### BRIEF
Copy the records below verbatim, from the first line through the line containing "pub fn constant(value: f64)", inclusive, and output nothing else.

[Data excerpts]
_ _ _ _

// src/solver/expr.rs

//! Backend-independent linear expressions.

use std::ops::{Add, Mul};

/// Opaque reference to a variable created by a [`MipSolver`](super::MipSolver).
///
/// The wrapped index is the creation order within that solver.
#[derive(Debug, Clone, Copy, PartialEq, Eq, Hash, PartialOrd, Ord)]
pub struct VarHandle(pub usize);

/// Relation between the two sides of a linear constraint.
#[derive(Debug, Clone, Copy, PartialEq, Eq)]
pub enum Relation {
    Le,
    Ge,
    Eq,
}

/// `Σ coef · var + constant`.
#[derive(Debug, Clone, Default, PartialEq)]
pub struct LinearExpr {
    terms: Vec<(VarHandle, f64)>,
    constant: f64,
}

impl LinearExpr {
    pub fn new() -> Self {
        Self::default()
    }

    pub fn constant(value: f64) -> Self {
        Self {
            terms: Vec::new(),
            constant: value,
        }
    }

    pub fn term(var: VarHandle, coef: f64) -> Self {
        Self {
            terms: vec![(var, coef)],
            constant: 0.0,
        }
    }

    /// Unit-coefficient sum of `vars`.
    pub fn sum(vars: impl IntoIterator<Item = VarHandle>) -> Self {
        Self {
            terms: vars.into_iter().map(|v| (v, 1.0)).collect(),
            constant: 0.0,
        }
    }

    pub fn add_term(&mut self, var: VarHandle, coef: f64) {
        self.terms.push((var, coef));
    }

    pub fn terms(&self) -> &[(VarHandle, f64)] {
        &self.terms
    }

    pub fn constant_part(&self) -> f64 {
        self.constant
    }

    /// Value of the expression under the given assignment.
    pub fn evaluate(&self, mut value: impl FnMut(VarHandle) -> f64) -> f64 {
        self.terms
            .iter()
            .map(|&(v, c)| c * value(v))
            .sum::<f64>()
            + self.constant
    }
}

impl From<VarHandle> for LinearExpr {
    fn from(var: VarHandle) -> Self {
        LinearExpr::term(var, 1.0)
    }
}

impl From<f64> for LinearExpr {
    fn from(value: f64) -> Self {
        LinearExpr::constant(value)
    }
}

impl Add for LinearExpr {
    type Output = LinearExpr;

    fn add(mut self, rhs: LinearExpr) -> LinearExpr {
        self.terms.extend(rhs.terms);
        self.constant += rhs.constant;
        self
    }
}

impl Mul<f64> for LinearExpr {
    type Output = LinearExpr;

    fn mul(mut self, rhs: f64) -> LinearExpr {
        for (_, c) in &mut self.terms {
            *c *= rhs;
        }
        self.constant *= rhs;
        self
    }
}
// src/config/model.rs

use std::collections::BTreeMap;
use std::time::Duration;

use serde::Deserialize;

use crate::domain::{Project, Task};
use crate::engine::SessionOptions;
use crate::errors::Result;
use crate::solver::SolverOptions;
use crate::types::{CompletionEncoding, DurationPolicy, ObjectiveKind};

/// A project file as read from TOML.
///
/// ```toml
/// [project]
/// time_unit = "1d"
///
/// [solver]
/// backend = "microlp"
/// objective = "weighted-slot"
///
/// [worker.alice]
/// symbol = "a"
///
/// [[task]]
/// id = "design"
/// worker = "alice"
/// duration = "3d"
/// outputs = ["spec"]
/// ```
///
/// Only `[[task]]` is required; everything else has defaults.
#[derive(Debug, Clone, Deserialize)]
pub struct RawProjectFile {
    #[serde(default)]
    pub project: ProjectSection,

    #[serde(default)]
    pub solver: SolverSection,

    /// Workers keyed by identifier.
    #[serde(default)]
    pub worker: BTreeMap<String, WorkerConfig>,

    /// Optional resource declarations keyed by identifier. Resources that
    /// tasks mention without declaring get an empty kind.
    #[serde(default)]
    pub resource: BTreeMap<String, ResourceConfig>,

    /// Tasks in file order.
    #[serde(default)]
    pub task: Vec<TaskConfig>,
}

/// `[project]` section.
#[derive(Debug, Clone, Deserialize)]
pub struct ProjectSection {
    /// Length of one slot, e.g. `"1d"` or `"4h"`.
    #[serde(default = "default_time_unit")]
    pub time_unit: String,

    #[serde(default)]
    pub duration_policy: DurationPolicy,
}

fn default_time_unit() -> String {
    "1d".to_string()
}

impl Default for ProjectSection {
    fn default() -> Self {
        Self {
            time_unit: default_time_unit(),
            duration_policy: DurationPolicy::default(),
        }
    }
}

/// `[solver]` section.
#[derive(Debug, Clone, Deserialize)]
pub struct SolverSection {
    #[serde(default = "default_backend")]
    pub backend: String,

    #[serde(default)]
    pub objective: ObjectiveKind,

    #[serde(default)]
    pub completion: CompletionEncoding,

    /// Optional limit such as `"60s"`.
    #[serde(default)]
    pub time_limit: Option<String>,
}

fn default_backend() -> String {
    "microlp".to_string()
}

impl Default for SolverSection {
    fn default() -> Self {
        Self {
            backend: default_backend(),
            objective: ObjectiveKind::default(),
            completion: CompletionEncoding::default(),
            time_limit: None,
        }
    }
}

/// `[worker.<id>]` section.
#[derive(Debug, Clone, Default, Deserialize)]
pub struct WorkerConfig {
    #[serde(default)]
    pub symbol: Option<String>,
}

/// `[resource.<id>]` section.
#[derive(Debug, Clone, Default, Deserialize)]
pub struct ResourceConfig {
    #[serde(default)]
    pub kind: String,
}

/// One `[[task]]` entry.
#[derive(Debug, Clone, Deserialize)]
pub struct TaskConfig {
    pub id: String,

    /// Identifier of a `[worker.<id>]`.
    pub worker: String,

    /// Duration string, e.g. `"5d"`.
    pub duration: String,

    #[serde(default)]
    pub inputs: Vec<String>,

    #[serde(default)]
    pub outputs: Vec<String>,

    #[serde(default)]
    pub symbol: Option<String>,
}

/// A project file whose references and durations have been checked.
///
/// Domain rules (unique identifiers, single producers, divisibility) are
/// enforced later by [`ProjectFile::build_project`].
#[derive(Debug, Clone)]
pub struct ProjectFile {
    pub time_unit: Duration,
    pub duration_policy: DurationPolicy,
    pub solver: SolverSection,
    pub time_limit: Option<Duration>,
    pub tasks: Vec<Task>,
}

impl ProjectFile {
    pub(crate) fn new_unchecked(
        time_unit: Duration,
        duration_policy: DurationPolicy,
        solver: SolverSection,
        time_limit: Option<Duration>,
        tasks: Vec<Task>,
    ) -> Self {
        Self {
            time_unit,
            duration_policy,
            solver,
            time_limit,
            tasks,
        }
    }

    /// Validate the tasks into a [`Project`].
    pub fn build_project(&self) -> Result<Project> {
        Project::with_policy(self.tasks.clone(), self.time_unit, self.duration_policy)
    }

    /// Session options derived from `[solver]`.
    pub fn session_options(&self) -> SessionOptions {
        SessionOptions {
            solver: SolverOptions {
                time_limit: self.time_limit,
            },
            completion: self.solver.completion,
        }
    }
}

_ _ _ _

### SOLUTION TO THIS PROBLEM
// src/solver/expr.rs

//! Backend-independent linear expressions.

use std::ops::{Add, Mul};

/// Opaque reference to a variable created by a [`MipSolver`](super::MipSolver).
///
/// The wrapped index is the creation order within that solver.
#[derive(Debug, Clone, Copy, PartialEq, Eq, Hash, PartialOrd, Ord)]
pub struct VarHandle(pub usize);

/// Relation between the two sides of a linear constraint.
#[derive(Debug, Clone, Copy, PartialEq, Eq)]
pub enum Relation {
    Le,
    Ge,
    Eq,
}

/// `Σ coef · var + constant`.
#[derive(Debug, Clone, Default, PartialEq)]
pub struct LinearExpr {
    terms: Vec<(VarHandle, f64)>,
    constant: f64,
}

impl LinearExpr {
    pub fn new() -> Self {
        Self::default()
    }

    pub fn constant(value: f64) -> Self {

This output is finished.